▸ What you are asked to do: Count every line that includes the string "became" in the entries that follow. Nothing besides the number is needed.

[Stored data]
-*-

//! Queue Metrics
//!
//! Sink contracts, the provider that builds them per queue name, and the
//! facade that turns queue lifecycle events into sink calls.
//!
//! Every facade call happens with the queue lock held, so sinks must be
//! cheap and must not block.

use std::collections::HashMap;
use std::hash::Hash;
use std::sync::{Arc, OnceLock};
use std::time::Instant;

use log::warn;

use crate::queue::clock::Clock;

/// Monotonically increasing count
pub trait CounterMetric: Send + Sync {
    fn inc(&self);
}

/// Value that moves up and down by one
pub trait GaugeMetric: Send + Sync {
    fn inc(&self);
    fn dec(&self);
}

/// Value that is replaced wholesale
pub trait SettableGaugeMetric: Send + Sync {
    fn set(&self, value: f64);
}

/// Distribution of observed values
pub trait HistogramMetric: Send + Sync {
    fn observe(&self, value: f64);
}

/// Builds the sinks for a named queue
///
/// All durations handed to the sinks are in seconds.
pub trait MetricsProvider: Send + Sync {
    /// Current queue depth
    fn new_depth_metric(&self, name: &str) -> Arc<dyn GaugeMetric>;

    /// Total number of adds handled by the queue
    fn new_adds_metric(&self, name: &str) -> Arc<dyn CounterMetric>;

    /// How long an item waits between becoming dirty and being handed out
    fn new_latency_metric(&self, name: &str) -> Arc<dyn HistogramMetric>;

    /// How long processing an item takes
    fn new_work_duration_metric(&self, name: &str) -> Arc<dyn HistogramMetric>;

    /// Summed age of all in-flight items
    fn new_unfinished_work_seconds_metric(&self, name: &str) -> Arc<dyn SettableGaugeMetric>;

    /// Age of the longest-running in-flight item
    fn new_longest_running_processor_seconds_metric(
        &self,
        name: &str,
    ) -> Arc<dyn SettableGaugeMetric>;

    /// Total number of retries. Not driven by the plain work queue.
    fn new_retries_metric(&self, name: &str) -> Arc<dyn CounterMetric>;

    /// Whether this provider discards everything
    ///
    /// Queues skip metrics, and the reporter thread, entirely when it does.
    fn is_noop(&self) -> bool {
        false
    }
}

/// Sink that ignores every call
#[derive(Debug, Default, Clone, Copy)]
pub struct NoopMetric;

impl CounterMetric for NoopMetric {
    fn inc(&self) {}
}

impl GaugeMetric for NoopMetric {
    fn inc(&self) {}
    fn dec(&self) {}
}

impl SettableGaugeMetric for NoopMetric {
    fn set(&self, _value: f64) {}
}

impl HistogramMetric for NoopMetric {
    fn observe(&self, _value: f64) {}
}

/// Provider whose sinks ignore every call
#[derive(Debug, Default, Clone, Copy)]
pub struct NoopMetricsProvider;

impl MetricsProvider for NoopMetricsProvider {
    fn new_depth_metric(&self, _name: &str) -> Arc<dyn GaugeMetric> {
        Arc::new(NoopMetric)
    }

    fn new_adds_metric(&self, _name: &str) -> Arc<dyn CounterMetric> {
        Arc::new(NoopMetric)
    }

    fn new_latency_metric(&self, _name: &str) -> Arc<dyn HistogramMetric> {
        Arc::new(NoopMetric)
    }

    fn new_work_duration_metric(&self, _name: &str) -> Arc<dyn HistogramMetric> {
        Arc::new(NoopMetric)
    }

    fn new_unfinished_work_seconds_metric(&self, _name: &str) -> Arc<dyn SettableGaugeMetric> {
        Arc::new(NoopMetric)
    }

    fn new_longest_running_processor_seconds_metric(
        &self,
        _name: &str,
    ) -> Arc<dyn SettableGaugeMetric> {
        Arc::new(NoopMetric)
    }

    fn new_retries_metric(&self, _name: &str) -> Arc<dyn CounterMetric> {
        Arc::new(NoopMetric)
    }

    fn is_noop(&self) -> bool {
        true
    }
}

static GLOBAL_PROVIDER: OnceLock<Arc<dyn MetricsProvider>> = OnceLock::new();

/// Install the process-wide metrics provider
///
/// Only the first call takes effect. Queues created before the call keep
/// the no-op provider they were built with.
pub fn set_provider(provider: Arc<dyn MetricsProvider>) {
    if GLOBAL_PROVIDER.set(provider).is_err() {
        warn!("Work queue metrics provider already set, ignoring replacement");
    }
}

/// The process-wide metrics provider, no-op until [`set_provider`] is called
pub fn global_provider() -> Arc<dyn MetricsProvider> {
    match GLOBAL_PROVIDER.get() {
        Some(provider) => Arc::clone(provider),
        None => Arc::new(NoopMetricsProvider),
    }
}

/// Queue lifecycle hooks, invoked under the queue lock
pub trait QueueMetrics<T>: Send {
    /// Item became dirty
    fn add(&mut self, item: &T);

    /// Item was handed to a worker
    fn get(&mut self, item: &T);

    /// Worker finished with the item
    fn done(&mut self, item: &T);

    /// Periodic report of in-flight work
    fn update_unfinished_work(&mut self);

    /// Whether every hook is a no-op
    fn is_noop(&self) -> bool {
        false
    }
}

/// Facade used when metrics are disabled
#[derive(Debug, Default, Clone, Copy)]
pub struct NoQueueMetrics;

impl<T> QueueMetrics<T> for NoQueueMetrics {
    fn add(&mut self, _item: &T) {}
    fn get(&mut self, _item: &T) {}
    fn done(&mut self, _item: &T) {}
    fn update_unfinished_work(&mut self) {}

    fn is_noop(&self) -> bool {
        true
    }
}

/// Facade that feeds the sinks built by a [`MetricsProvider`]
pub struct DefaultQueueMetrics<T> {
    clock: Arc<dyn Clock>,

    depth: Arc<dyn GaugeMetric>,
    adds: Arc<dyn CounterMetric>,
    latency: Arc<dyn HistogramMetric>,
    work_duration: Arc<dyn HistogramMetric>,
    unfinished_work_seconds: Arc<dyn SettableGaugeMetric>,
    longest_running_processor: Arc<dyn SettableGaugeMetric>,

    /// When each queued item last became dirty
    add_times: HashMap<T, Instant>,
    /// When each in-flight item was handed out
    processing_start_times: HashMap<T, Instant>,
}

impl<T> DefaultQueueMetrics<T> {
    pub fn new(name: &str, provider: &dyn MetricsProvider, clock: Arc<dyn Clock>) -> Self {
        Self {
            clock,
            depth: provider.new_depth_metric(name),
            adds: provider.new_adds_metric(name),
            latency: provider.new_latency_metric(name),
            work_duration: provider.new_work_duration_metric(name),
            unfinished_work_seconds: provider.new_unfinished_work_seconds_metric(name),
            longest_running_processor: provider
                .new_longest_running_processor_seconds_metric(name),
            add_times: HashMap::new(),
            processing_start_times: HashMap::new(),
        }
    }

    fn since_in_seconds(&self, start: Instant) -> f64 {
        self.clock.now().saturating_duration_since(start).as_secs_f64()
    }
}

impl<T> QueueMetrics<T> for DefaultQueueMetrics<T>
where
    T: Eq + Hash + Clone + Send,
{
    fn add(&mut self, item: &T) {
        self.adds.inc();
        self.depth.inc();
        if !self.add_times.contains_key(item) {
            let now = self.clock.now();
            self.add_times.insert(item.clone(), now);
        }
    }

    fn get(&mut self, item: &T) {
        self.depth.dec();
        let now = self.clock.now();
        self.processing_start_times.insert(item.clone(), now);
        if let Some(start) = self.add_times.remove(item) {
            self.latency.observe(self.since_in_seconds(start));
        }
    }

    fn done(&mut self, item: &T) {
        if let Some(start) = self.processing_start_times.remove(item) {
            self.work_duration.observe(self.since_in_seconds(start));
        }
    }

    fn update_unfinished_work(&mut self) {
        let mut total = 0.0;
        let mut oldest = 0.0;
        for start in self.processing_start_times.values() {
            let age = self.since_in_seconds(*start);
            total += age;
            if age > oldest {
                oldest = age;
            }
        }
        self.unfinished_work_seconds.set(total);
        self.longest_running_processor.set(oldest);
    }
}

/// Build the facade for a queue
///
/// Unnamed queues and no-op providers get [`NoQueueMetrics`].
pub fn new_queue_metrics<T>(
    name: Option<&str>,
    provider: &dyn MetricsProvider,
    clock: Arc<dyn Clock>,
) -> Box<dyn QueueMetrics<T>>
where
    T: Eq + Hash + Clone + Send + 'static,
{
    match name {
        Some(name) if !name.is_empty() && !provider.is_noop() => {
            Box::new(DefaultQueueMetrics::new(name, provider, clock))
        }
        _ => Box::new(NoQueueMetrics),
    }
}

#[cfg(test)]
mod tests {
    use super::*;
    use crate::queue::clock::FakeClock;

    #[test]
    fn test_unnamed_queue_gets_noop_metrics() {
        let clock: Arc<dyn Clock> = Arc::new(FakeClock::new());
        let metrics = new_queue_metrics::<u32>(None, &NoopMetricsProvider, Arc::clone(&clock));
        assert!(metrics.is_noop());

        let metrics = new_queue_metrics::<u32>(Some(""), &NoopMetricsProvider, clock);
        assert!(metrics.is_noop());
    }

    #[test]
    fn test_noop_provider_gets_noop_metrics() {
        let clock: Arc<dyn Clock> = Arc::new(FakeClock::new());
        let metrics = new_queue_metrics::<u32>(Some("named"), &NoopMetricsProvider, clock);
        assert!(metrics.is_noop());
    }

    #[test]
    fn test_global_provider_defaults_to_noop() {
        // Nothing in the unit tests installs a global provider.
        assert!(global_provider().is_noop());
    }
}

-*-

▸ The completed task: 2